START Material shown
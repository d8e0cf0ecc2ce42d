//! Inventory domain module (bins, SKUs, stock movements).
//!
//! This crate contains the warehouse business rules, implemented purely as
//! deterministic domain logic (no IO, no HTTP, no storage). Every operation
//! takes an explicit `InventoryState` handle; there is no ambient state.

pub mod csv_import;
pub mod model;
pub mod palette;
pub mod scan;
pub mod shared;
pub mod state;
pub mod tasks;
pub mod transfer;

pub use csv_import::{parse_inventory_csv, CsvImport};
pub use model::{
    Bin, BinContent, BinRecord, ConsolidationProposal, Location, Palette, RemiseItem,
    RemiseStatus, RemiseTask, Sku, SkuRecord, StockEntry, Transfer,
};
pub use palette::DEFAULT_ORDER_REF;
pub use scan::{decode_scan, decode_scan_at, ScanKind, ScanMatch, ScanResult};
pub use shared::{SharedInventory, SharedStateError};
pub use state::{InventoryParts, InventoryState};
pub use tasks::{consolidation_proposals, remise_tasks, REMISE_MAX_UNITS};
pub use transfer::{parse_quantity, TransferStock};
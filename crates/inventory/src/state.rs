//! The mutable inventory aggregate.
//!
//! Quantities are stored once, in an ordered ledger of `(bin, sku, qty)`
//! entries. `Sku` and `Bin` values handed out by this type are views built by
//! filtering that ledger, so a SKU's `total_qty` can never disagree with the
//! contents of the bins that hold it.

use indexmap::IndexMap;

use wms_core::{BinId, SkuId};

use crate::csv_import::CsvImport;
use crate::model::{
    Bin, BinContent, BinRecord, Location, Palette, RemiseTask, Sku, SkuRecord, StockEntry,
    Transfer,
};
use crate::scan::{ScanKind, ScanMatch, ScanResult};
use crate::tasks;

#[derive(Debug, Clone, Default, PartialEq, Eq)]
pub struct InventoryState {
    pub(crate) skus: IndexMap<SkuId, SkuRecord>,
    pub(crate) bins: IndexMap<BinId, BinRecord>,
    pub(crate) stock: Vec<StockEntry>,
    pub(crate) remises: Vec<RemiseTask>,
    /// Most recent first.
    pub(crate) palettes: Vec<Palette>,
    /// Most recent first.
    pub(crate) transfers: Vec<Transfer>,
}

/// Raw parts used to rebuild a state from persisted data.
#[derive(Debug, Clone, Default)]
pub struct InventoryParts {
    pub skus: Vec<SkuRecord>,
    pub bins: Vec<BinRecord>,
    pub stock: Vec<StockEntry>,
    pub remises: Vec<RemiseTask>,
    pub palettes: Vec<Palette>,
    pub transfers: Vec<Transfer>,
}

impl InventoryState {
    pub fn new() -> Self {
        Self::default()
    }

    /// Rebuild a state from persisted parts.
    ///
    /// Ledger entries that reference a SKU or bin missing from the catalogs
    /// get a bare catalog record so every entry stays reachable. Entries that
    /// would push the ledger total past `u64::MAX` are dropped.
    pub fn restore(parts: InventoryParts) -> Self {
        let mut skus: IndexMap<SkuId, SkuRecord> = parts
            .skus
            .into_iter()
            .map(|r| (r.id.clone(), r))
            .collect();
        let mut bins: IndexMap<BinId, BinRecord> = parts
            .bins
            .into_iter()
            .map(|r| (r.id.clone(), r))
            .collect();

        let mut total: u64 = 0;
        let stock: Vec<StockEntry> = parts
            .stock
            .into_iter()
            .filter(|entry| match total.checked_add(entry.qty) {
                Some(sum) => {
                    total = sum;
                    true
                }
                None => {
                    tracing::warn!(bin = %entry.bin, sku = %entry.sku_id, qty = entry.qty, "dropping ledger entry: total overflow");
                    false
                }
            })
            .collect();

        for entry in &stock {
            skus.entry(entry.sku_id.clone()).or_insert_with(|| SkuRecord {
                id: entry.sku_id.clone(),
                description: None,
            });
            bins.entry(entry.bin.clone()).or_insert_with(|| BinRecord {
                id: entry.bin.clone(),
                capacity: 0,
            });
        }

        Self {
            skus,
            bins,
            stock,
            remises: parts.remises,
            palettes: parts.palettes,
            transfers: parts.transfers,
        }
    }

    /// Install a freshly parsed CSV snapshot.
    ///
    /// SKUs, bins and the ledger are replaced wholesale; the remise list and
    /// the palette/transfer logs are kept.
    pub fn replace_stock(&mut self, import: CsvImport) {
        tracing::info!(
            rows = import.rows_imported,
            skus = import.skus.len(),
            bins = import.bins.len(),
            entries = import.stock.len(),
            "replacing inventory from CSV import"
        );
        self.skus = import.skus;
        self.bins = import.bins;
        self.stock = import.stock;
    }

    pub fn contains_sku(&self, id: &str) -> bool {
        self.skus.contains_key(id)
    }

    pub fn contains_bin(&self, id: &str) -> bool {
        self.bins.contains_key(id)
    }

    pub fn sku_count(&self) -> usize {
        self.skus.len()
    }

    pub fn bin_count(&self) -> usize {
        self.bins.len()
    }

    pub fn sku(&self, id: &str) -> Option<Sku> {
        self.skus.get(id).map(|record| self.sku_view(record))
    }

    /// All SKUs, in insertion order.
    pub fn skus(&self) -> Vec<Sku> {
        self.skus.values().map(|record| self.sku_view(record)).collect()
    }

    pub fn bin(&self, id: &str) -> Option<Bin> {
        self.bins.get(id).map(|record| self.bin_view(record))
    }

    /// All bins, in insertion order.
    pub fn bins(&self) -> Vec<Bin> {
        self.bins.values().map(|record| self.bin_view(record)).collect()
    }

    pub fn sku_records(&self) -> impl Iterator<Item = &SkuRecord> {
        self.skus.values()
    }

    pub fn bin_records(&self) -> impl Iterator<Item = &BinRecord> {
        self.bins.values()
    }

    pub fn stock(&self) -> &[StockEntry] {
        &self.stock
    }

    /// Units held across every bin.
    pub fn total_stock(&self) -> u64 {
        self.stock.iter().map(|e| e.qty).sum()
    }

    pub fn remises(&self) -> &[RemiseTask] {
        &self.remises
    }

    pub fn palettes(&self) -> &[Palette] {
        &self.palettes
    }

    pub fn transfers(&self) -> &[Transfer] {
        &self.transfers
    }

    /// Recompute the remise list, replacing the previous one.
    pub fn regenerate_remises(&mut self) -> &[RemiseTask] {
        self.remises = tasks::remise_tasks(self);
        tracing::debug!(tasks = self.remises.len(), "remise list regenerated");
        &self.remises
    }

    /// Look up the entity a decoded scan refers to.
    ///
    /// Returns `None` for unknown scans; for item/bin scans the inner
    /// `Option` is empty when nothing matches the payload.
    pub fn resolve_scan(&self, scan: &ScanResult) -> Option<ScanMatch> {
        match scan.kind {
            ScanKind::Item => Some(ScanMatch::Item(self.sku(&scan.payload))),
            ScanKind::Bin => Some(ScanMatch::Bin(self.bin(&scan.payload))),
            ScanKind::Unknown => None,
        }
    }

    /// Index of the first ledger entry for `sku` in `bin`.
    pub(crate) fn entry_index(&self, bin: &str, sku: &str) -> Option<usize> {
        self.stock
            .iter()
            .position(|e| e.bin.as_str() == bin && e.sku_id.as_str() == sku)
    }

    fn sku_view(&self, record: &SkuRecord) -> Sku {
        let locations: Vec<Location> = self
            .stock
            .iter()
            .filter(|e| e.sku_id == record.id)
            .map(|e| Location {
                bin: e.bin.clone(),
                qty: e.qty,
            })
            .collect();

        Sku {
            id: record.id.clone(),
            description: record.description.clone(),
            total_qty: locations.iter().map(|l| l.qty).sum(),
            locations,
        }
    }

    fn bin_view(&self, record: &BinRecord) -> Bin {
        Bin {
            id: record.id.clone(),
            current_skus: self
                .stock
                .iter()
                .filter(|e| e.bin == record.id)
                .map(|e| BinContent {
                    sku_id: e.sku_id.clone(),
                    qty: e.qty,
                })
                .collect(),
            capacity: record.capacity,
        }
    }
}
END Material shown
» **Problem statement**
In the data above, how many lines contain the string "struct"? Answer with the number only.

» **Answer to this problem**
2